Голос ее крепнет. Она говорит нараспев, а мне кажется, что мы сейчас в храме. Сейчас подойдет служитель и протянет ей просвирку. Гостию – так, кажется, что–то похожее называется у католиков, у нас–то просфора.
– Гости! – словно передразнивает мать. Или продолжает мою мысль вслух, я не удивлен этому. Посади кого угодно вместе, и скоро начнешь читать мысли и предсказывать действия. Белый привычно вздыхает и начинает креститься.
Входная дверь скрипит и открывается, выдохнув внутрь облачко пыли.
– Мир вам, – тяжело дыша, говорит стекольщик. Он аккуратно ставит у стены стопку запасных зеркал. Вытирает пот и закрывает за собой дверь. Запираться теперь запрещено Ими – все двери во всех домах просто прикрыты.
– У нас все хорошо, – напряженно говорит мать. Я молчу. Жадно рассматриваю стекольщика – единственного человека, кроме матери и Белого, которого вижу время от времени эти четыре месяца. С тех самых пор, когда мир разделился на до и после. Он не меняется – та же шляпа, та же сумка, грязная, словно с помойки. В комнате сразу начинает пахнуть табаком, немытым телом и железом. Борода чуть длиннее стала. Или просто кажется?
– Нет, – говорит стекольщик. Слово дается ему с трудом, словно кто–то сжимает невидимыми руками его челюсти. Но он находит силы и все–таки выговаривает:
– У вас сверху на чердаке треснуло окно. Я слышал. Мало времени.
Он берет из стопки одно зеркальное полотно, больше не обращая внимания ни на нас, ни на сжавшегося словно от удара Белого. Проходит к лестнице и поднимается, тяжело ступая, скрипя рассохшимися ступенями.
Белый вскакивает помочь, но мать молча хватает его за руку и заставляет сесть обратно. Пальцы у нее ледяные, тонкие, но сильные, она побеждает.
– Сядь. Не лезь, он сам все сделает.
Сверху слышен скрежет стеклореза, редкие удары молотка, словно стекольщик задумывается каждый раз: стоит ли бить? Потом решает – стоит. И бьет.
– Мамочка, мы же все умрем, верно? – прорывает меня. – Тогда чего мы ждем? Зачем? Пошли на улицу, все закончится быстро. К чему эти вечные супы из банок, подогретые на костре в кухне, для чего мы играем здесь в крыс, мама?!
Мать молчит. Она начинает слегка раскачиваться сидя, под одной ей слышную мелодию и неритмичные удары молотка на втором этаже. По ее телу, закутанному в старую куртку с капюшоном, пробегает дрожь, глаза прикрыты, а голова откинута назад.
Белый испуганно смотрит, но помалкивает.
– Жребий, – спокойно говорит стекольщик. Он уже вернулся сверху и укладывает инструменты в сумку. В его светлых глазах, неожиданно молодых и ярких на изрезанном морщинами лице ни капли удивления. – Скоро жребий. Завтра. Мне назвали твое имя.
Он смотрит на мать. Она отвернулась и глядит куда–то в угол кухни. Дверь хлопает за стекольщиком, но никто не шевелится. Как застыли мы все здесь, в лед вмерзли.

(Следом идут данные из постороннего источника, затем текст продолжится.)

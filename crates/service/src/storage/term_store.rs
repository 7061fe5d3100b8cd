use std::{
    collections::HashMap,
    future::Future,
    io,
    path::{Path, PathBuf},
    sync::Arc,
};
use serde::{Deserialize, Serialize};
use tokio::{fs, sync::Mutex};
use tracing::{debug, error, info};
use uuid::Uuid;

use crate::errors::ServiceError;
use crate::model::Term;

/// Search rank for terms whose name does not contain the query. Name hits
/// rank by the character position of the first occurrence.
const NO_NAME_MATCH: usize = usize::MAX;

/// On-disk document: `{"terms": [...]}`.
#[derive(Deserialize)]
struct TermDocument {
    #[serde(default)]
    terms: Vec<Term>,
}

#[derive(Serialize)]
struct TermDocumentRef<'a> {
    terms: Vec<&'a Term>,
}

/// JSON file-backed term collection.
///
/// The whole collection lives in memory and is rewritten to disk on every
/// mutation, sorted by lowercased name so the file is stable across runs.
/// One mutex guards the map and the file; every operation holds it for its
/// full duration, file write included, so operations are linearized.
///
/// Mutations run on a task owned by the store. A caller that stops polling
/// midway (a dropped request) does not interrupt the write or its rollback.
pub struct TermStore {
    terms: Arc<Mutex<HashMap<String, Term>>>,
    file_path: PathBuf,
}

impl TermStore {
    /// Open the store at `path`. Creates the parent directory and an empty
    /// document if the file is missing; a file that does not parse is an error.
    pub async fn open<P: Into<PathBuf>>(path: P) -> Result<Arc<Self>, ServiceError> {
        let file_path = path.into();
        if let Some(parent) = file_path.parent().filter(|p| !p.as_os_str().is_empty()) {
            fs::create_dir_all(parent)
                .await
                .map_err(|e| ServiceError::Storage(format!("create {}: {e}", parent.display())))?;
        }

        let terms = match fs::read(&file_path).await {
            Ok(bytes) => decode(&file_path, &bytes)?,
            Err(e) if e.kind() == io::ErrorKind::NotFound => {
                let empty = HashMap::new();
                write_document(&file_path, &empty).await?;
                info!(path = %file_path.display(), "created empty term file");
                empty
            }
            Err(e) => return Err(load_error(&file_path, e)),
        };

        info!(path = %file_path.display(), count = terms.len(), "term store opened");
        Ok(Arc::new(Self { terms: Arc::new(Mutex::new(terms)), file_path }))
    }

    pub fn path(&self) -> &Path {
        &self.file_path
    }

    pub async fn len(&self) -> usize {
        self.terms.lock().await.len()
    }

    pub async fn is_empty(&self) -> bool {
        self.terms.lock().await.is_empty()
    }

    /// All terms ordered by lowercased name, then id.
    pub async fn list(&self) -> Vec<Term> {
        let terms = self.terms.lock().await;
        sorted(&terms).into_iter().cloned().collect()
    }

    pub async fn get(&self, id: &str) -> Option<Term> {
        let terms = self.terms.lock().await;
        terms.get(id).cloned()
    }

    /// Insert or wholesale-replace a term and persist.
    ///
    /// An empty id is replaced by a fresh UUID. If the write fails the map is
    /// restored to its previous state and the error is returned.
    pub async fn upsert(&self, term: Term) -> Result<Term, ServiceError> {
        term.validate()?;
        let terms = Arc::clone(&self.terms);
        let path = self.file_path.clone();
        detached(async move {
            let mut terms = terms.lock().await;
            upsert_locked(&mut terms, &path, term).await
        })
        .await
    }

    /// Remove a term and strip its id from every other term's `related_ids`.
    ///
    /// Returns `false` without touching the file when the id is unknown.
    pub async fn delete(&self, id: &str) -> Result<bool, ServiceError> {
        let terms = Arc::clone(&self.terms);
        let path = self.file_path.clone();
        let id = id.to_string();
        detached(async move {
            let mut terms = terms.lock().await;
            delete_locked(&mut terms, &path, &id).await
        })
        .await
    }

    /// Case-insensitive substring search over name, definition and tags.
    ///
    /// Hits whose name contains the query come first, earliest match first;
    /// body-only hits follow. Ties break on lowercased name, then id. At most
    /// `max(limit, 1)` results are returned; a blank query returns nothing.
    pub async fn search(&self, query: &str, limit: i64) -> Vec<Term> {
        let needle = query.trim().to_lowercase();
        if needle.is_empty() {
            return Vec::new();
        }
        let limit = usize::try_from(limit.max(1)).unwrap_or(usize::MAX);

        let terms = self.terms.lock().await;
        let mut hits: Vec<(usize, String, &Term)> = terms
            .values()
            .filter_map(|t| {
                let haystack =
                    format!("{}\n{}\n{}", t.term, t.definition, t.tags.join(" ")).to_lowercase();
                if !haystack.contains(&needle) {
                    return None;
                }
                let name = t.sort_name();
                let rank = name
                    .find(&needle)
                    .map(|byte| name[..byte].chars().count())
                    .unwrap_or(NO_NAME_MATCH);
                Some((rank, name, t))
            })
            .collect();

        hits.sort_by(|a, b| {
            a.0.cmp(&b.0)
                .then_with(|| a.1.cmp(&b.1))
                .then_with(|| a.2.id.cmp(&b.2.id))
        });
        hits.into_iter().take(limit).map(|(_, _, t)| t.clone()).collect()
    }

    /// Rewrite the file from the in-memory collection.
    pub async fn flush(&self) -> Result<(), ServiceError> {
        let terms = Arc::clone(&self.terms);
        let path = self.file_path.clone();
        detached(async move {
            let terms = terms.lock().await;
            write_document(&path, &terms).await?;
            debug!(path = %path.display(), count = terms.len(), "term store flushed");
            Ok(())
        })
        .await
    }
}

/// Run `op` on its own task and wait for it. Dropping the returned future
/// leaves the task running to completion.
async fn detached<T, F>(op: F) -> Result<T, ServiceError>
where
    T: Send + 'static,
    F: Future<Output = Result<T, ServiceError>> + Send + 'static,
{
    tokio::spawn(op)
        .await
        .map_err(|e| ServiceError::Storage(format!("store task failed: {e}")))?
}

async fn upsert_locked(
    terms: &mut HashMap<String, Term>,
    path: &Path,
    mut term: Term,
) -> Result<Term, ServiceError> {
    if term.id.is_empty() {
        term.id = fresh_id(terms);
    }

    let previous = terms.insert(term.id.clone(), term.clone());
    if let Err(e) = write_document(path, terms).await {
        match previous {
            Some(prev) => terms.insert(prev.id.clone(), prev),
            None => terms.remove(&term.id),
        };
        error!(id = %term.id, error = %e, "persist failed; upsert rolled back");
        return Err(e);
    }

    debug!(id = %term.id, replaced = previous.is_some(), "term upserted");
    Ok(term)
}

async fn delete_locked(
    terms: &mut HashMap<String, Term>,
    path: &Path,
    id: &str,
) -> Result<bool, ServiceError> {
    if !terms.contains_key(id) {
        return Ok(false);
    }

    let snapshot = terms.clone();
    terms.remove(id);
    let mut unlinked = 0usize;
    for t in terms.values_mut() {
        let before = t.related_ids.len();
        t.related_ids.retain(|rid| rid != id);
        if t.related_ids.len() != before {
            unlinked += 1;
        }
    }

    if let Err(e) = write_document(path, terms).await {
        *terms = snapshot;
        error!(%id, error = %e, "persist failed; delete rolled back");
        return Err(e);
    }

    debug!(%id, unlinked, "term deleted");
    Ok(true)
}

fn fresh_id(terms: &HashMap<String, Term>) -> String {
    loop {
        let id = Uuid::new_v4().to_string();
        if !terms.contains_key(&id) {
            return id;
        }
    }
}

fn sorted(terms: &HashMap<String, Term>) -> Vec<&Term> {
    let mut list: Vec<&Term> = terms.values().collect();
    list.sort_by_cached_key(|t| (t.sort_name(), t.id.clone()));
    list
}

fn load_error(path: &Path, reason: impl std::fmt::Display) -> ServiceError {
    ServiceError::Load { path: path.display().to_string(), reason: reason.to_string() }
}

fn decode(path: &Path, bytes: &[u8]) -> Result<HashMap<String, Term>, ServiceError> {
    let doc: TermDocument = serde_json::from_slice(bytes).map_err(|e| load_error(path, e))?;
    let mut terms = HashMap::with_capacity(doc.terms.len());
    for (idx, term) in doc.terms.into_iter().enumerate() {
        if term.id.is_empty() {
            return Err(load_error(path, format!("terms[{idx}] has an empty id")));
        }
        term.validate()
            .map_err(|e| load_error(path, format!("terms[{idx}] ({}): {}", term.id, e.message())))?;
        if terms.contains_key(&term.id) {
            return Err(load_error(path, format!("terms[{idx}] repeats id {}", term.id)));
        }
        terms.insert(term.id.clone(), term);
    }
    Ok(terms)
}

/// Serialize the sorted collection and swap it in via a temp file + rename.
async fn write_document(path: &Path, terms: &HashMap<String, Term>) -> Result<(), ServiceError> {
    let doc = TermDocumentRef { terms: sorted(terms) };
    let mut data = serde_json::to_vec_pretty(&doc).map_err(|e| ServiceError::Storage(e.to_string()))?;
    data.push(b'\n');

    let mut tmp = path.as_os_str().to_owned();
    tmp.push(".tmp");
    let tmp = PathBuf::from(tmp);
    fs::write(&tmp, &data)
        .await
        .map_err(|e| ServiceError::Storage(format!("write {}: {e}", tmp.display())))?;
    fs::rename(&tmp, path)
        .await
        .map_err(|e| ServiceError::Storage(format!("rename onto {}: {e}", path.display())))?;
    Ok(())
}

– Мария… – негромко спрашивает Белый. – Не мое, конечно, дело, но куда муж–то твой делся? Ведь еще до Этих, да?..
– Сашок–то? Да в лес он пошел, – неохотно говорит мама. – С осени еще раздумывал, читал всякие книжки, краеведов расспрашивал. У нас там в лесу, километров шесть от деревни, дуб стоит. Петровским называют, якобы царь Петр когда–то в этих местах проезжал и посадил дерево. Чушь это все…
– Ага… Дуб, и что? – вроде даже заинтересовался Белый. Может и на самом деле, скучно же месяцами сидеть вместе. – Рубить, что ли решил, вместо елки, прости Господи?
– Именно, – поджимает губы мать и замолкает. Ей то ли стыдно за отца с его дурацкими идеями, то ли просто все настолько надоело, что сейчас хочется тишины.